**Exercise aim:** After finding the line with "pub fn session_max_age_seconds(&self)" in the data below, set down exactly each line through the one with "pub fn redirect_uri(&self, provider_id: &str)", inclusive, and stop there.

++++ Record excerpts

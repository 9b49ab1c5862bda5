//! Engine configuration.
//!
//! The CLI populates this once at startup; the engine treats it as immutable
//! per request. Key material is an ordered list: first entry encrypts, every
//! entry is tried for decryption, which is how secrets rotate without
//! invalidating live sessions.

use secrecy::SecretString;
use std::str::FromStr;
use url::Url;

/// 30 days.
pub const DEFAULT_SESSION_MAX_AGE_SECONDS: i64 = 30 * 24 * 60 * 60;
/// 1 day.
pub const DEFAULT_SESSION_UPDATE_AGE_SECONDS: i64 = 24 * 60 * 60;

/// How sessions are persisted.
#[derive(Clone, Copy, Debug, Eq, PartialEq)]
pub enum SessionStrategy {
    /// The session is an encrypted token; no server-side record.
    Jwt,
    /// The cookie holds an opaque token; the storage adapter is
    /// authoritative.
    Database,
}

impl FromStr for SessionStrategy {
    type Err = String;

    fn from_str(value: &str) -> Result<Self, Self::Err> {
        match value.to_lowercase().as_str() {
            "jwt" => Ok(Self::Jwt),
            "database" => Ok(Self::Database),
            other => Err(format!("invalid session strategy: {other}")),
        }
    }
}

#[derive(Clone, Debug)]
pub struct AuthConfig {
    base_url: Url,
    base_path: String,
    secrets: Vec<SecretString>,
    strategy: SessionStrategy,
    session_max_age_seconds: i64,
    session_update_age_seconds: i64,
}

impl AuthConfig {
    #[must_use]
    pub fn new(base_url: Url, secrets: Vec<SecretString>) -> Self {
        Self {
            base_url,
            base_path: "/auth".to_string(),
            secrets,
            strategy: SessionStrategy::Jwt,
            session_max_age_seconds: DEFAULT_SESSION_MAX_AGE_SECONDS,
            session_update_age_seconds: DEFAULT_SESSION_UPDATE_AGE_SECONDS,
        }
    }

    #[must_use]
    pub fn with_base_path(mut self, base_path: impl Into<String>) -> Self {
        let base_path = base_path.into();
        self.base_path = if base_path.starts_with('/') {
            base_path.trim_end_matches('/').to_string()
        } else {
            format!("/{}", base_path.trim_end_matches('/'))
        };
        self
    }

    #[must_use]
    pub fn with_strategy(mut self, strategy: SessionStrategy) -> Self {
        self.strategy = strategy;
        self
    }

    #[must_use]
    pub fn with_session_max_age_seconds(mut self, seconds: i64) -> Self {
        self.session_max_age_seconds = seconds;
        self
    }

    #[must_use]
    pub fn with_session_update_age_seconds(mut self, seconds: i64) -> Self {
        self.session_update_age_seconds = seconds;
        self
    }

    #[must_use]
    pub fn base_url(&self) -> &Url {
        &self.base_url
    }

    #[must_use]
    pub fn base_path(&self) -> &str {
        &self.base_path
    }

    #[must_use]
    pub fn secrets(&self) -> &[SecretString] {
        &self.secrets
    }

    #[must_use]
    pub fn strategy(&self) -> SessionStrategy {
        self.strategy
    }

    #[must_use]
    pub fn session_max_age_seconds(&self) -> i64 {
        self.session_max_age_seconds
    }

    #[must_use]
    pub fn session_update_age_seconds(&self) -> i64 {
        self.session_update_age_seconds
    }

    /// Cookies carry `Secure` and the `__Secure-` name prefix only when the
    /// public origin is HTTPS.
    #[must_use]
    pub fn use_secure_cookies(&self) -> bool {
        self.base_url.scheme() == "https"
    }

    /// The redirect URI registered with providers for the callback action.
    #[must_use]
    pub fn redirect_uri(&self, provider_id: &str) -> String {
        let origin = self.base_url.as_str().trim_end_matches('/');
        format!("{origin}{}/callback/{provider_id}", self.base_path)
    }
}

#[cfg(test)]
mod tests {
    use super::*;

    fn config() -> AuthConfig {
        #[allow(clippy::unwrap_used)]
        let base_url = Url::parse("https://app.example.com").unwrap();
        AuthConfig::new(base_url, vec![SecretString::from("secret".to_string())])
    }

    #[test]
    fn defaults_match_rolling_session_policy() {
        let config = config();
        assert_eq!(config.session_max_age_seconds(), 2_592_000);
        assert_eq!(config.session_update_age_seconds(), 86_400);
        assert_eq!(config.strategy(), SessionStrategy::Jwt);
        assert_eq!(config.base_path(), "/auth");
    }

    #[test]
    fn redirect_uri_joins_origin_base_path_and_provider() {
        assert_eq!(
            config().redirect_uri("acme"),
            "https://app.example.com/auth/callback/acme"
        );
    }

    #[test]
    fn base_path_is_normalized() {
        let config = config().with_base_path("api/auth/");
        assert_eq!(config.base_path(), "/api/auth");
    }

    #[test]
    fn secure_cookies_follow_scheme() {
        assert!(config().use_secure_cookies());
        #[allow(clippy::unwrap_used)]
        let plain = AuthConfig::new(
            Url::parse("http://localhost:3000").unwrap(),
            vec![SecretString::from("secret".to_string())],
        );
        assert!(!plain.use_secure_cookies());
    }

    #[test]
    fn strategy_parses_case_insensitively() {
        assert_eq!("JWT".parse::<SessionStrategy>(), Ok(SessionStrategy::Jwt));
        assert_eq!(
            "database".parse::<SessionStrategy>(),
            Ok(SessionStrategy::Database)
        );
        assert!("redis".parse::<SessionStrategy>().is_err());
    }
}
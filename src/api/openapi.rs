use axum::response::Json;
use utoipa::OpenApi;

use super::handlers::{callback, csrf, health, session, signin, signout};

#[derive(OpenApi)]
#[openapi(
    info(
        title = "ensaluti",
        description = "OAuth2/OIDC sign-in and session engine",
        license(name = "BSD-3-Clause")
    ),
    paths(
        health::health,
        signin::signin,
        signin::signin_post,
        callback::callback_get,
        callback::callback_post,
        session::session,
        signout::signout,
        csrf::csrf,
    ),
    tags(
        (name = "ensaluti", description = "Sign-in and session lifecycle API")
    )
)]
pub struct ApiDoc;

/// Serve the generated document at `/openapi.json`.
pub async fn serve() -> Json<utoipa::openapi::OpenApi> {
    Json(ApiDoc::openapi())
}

++++++++

**Reply to the exercise:**
    pub fn session_max_age_seconds(&self) -> i64 {
        self.session_max_age_seconds
    }

    #[must_use]
    pub fn session_update_age_seconds(&self) -> i64 {
        self.session_update_age_seconds
    }

    /// Cookies carry `Secure` and the `__Secure-` name prefix only when the
    /// public origin is HTTPS.
    #[must_use]
    pub fn use_secure_cookies(&self) -> bool {
        self.base_url.scheme() == "https"
    }

    /// The redirect URI registered with providers for the callback action.
    #[must_use]
    pub fn redirect_uri(&self, provider_id: &str) -> String {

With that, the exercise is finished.